EXERCISE REQUIREMENTS
The answer should consist of each line below that contains the word "constants".

======== RECORDS FOR PROCESSING

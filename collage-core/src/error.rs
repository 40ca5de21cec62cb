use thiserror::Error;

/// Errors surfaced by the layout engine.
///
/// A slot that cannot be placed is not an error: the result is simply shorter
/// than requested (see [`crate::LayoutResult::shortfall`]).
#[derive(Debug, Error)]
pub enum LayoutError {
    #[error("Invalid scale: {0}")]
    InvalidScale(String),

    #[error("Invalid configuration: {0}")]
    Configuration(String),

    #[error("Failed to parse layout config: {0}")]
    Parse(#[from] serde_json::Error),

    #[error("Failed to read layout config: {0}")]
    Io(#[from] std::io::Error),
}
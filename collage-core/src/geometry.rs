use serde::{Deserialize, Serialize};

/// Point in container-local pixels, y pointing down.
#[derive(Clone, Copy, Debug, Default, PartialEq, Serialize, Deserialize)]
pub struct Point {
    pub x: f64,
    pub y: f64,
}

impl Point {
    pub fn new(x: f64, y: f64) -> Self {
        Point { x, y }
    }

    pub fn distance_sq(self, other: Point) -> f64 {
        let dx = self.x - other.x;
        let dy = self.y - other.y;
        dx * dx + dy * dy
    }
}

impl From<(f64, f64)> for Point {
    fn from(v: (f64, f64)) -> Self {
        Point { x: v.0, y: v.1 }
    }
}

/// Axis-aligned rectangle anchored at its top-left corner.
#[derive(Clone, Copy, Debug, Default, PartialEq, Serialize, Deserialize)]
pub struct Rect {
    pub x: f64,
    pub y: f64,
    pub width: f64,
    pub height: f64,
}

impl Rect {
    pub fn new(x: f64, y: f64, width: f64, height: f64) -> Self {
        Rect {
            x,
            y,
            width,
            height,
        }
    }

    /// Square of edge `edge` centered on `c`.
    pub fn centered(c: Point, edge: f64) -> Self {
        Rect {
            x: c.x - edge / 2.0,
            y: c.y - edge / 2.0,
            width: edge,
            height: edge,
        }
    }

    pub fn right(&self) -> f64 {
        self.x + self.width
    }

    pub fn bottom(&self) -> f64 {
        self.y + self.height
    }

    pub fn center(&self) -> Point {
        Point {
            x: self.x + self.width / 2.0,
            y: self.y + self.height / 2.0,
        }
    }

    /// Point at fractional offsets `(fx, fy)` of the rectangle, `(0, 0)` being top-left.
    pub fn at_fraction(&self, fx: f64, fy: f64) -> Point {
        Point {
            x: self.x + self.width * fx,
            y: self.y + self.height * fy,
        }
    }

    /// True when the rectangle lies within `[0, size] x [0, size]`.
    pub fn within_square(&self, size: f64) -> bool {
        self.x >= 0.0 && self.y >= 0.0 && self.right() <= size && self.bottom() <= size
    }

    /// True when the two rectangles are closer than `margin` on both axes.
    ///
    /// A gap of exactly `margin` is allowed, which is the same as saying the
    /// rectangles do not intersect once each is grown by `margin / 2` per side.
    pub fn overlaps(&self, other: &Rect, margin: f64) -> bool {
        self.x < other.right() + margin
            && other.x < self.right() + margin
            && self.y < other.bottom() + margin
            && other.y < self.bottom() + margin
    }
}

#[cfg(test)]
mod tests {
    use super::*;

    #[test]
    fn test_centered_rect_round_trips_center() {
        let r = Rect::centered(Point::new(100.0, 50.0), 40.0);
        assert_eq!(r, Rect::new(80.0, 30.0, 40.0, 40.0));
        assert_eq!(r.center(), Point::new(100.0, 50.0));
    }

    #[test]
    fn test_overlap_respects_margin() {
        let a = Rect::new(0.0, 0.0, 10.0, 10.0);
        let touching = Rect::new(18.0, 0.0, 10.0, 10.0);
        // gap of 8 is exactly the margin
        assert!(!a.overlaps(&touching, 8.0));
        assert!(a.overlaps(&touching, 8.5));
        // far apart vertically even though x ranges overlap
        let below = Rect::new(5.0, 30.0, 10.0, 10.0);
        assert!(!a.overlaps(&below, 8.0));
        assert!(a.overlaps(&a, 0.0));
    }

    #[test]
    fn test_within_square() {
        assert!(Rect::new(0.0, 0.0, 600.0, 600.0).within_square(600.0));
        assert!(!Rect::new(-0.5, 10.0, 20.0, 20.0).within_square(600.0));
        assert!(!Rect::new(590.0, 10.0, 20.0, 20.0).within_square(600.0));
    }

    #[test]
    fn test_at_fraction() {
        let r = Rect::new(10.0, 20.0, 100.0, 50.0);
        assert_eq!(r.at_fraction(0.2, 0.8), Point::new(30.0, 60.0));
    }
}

================
======== RECORDS FOR PROCESSING

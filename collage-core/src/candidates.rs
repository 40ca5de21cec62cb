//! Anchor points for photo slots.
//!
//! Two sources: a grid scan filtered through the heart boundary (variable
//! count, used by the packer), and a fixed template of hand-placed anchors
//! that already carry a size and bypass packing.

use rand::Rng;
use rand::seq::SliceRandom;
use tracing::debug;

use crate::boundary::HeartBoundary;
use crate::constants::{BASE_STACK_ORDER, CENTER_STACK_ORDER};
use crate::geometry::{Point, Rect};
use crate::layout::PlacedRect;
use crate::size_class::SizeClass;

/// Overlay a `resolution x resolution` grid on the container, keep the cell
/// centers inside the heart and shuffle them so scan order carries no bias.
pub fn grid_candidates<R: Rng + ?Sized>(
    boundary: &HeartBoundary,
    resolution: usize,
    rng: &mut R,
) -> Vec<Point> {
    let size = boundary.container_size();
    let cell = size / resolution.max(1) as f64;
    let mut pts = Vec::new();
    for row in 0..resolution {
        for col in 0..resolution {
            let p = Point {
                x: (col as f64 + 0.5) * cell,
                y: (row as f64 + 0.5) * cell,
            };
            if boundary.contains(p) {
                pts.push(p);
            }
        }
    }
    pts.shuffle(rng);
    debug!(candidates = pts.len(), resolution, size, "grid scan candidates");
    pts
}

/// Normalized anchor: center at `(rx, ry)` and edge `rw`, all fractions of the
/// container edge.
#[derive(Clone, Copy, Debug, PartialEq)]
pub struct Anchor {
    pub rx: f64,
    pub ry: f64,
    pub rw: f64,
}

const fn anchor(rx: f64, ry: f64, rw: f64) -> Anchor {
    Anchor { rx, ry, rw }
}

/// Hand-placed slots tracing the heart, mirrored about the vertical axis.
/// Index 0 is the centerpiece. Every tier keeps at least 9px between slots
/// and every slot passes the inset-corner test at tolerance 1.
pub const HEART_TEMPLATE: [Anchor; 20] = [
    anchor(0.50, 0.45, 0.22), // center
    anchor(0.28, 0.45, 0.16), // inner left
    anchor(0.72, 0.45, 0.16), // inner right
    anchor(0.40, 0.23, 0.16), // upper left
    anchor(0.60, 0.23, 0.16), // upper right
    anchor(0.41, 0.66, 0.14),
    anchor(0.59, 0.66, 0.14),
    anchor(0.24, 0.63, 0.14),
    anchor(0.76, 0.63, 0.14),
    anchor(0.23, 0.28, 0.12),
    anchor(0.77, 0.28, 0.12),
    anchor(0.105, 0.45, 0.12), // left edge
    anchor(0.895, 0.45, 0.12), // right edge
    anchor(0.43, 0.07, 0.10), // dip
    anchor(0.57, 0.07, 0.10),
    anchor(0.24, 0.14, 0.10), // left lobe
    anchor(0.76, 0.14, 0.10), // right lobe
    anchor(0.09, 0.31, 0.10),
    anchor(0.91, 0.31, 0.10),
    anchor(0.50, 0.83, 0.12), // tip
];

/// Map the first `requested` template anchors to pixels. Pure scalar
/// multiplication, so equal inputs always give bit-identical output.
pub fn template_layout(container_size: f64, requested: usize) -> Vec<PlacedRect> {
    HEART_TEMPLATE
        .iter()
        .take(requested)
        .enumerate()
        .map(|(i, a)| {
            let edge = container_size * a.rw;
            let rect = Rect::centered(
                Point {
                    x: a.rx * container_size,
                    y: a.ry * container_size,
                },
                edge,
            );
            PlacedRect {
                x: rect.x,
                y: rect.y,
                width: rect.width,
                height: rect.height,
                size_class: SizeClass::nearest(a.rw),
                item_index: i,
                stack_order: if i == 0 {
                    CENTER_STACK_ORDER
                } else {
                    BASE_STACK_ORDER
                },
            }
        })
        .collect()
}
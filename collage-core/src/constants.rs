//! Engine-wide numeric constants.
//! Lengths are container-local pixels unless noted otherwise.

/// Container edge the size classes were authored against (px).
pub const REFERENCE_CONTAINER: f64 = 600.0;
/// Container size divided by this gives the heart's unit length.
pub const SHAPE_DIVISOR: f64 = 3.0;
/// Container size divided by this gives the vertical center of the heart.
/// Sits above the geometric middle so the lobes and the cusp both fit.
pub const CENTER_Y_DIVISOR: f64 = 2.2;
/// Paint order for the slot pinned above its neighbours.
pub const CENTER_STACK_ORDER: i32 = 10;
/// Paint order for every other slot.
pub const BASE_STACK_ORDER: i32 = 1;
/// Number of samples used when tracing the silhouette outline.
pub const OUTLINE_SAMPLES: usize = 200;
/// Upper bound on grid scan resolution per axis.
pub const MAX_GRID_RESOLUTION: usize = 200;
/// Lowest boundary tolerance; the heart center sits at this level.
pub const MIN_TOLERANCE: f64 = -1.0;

================

YOUR SOLUTION
use crate::constants::{BASE_STACK_ORDER, CENTER_STACK_ORDER};
filename collage-core/src/constants.rs
//! Engine-wide numeric constants.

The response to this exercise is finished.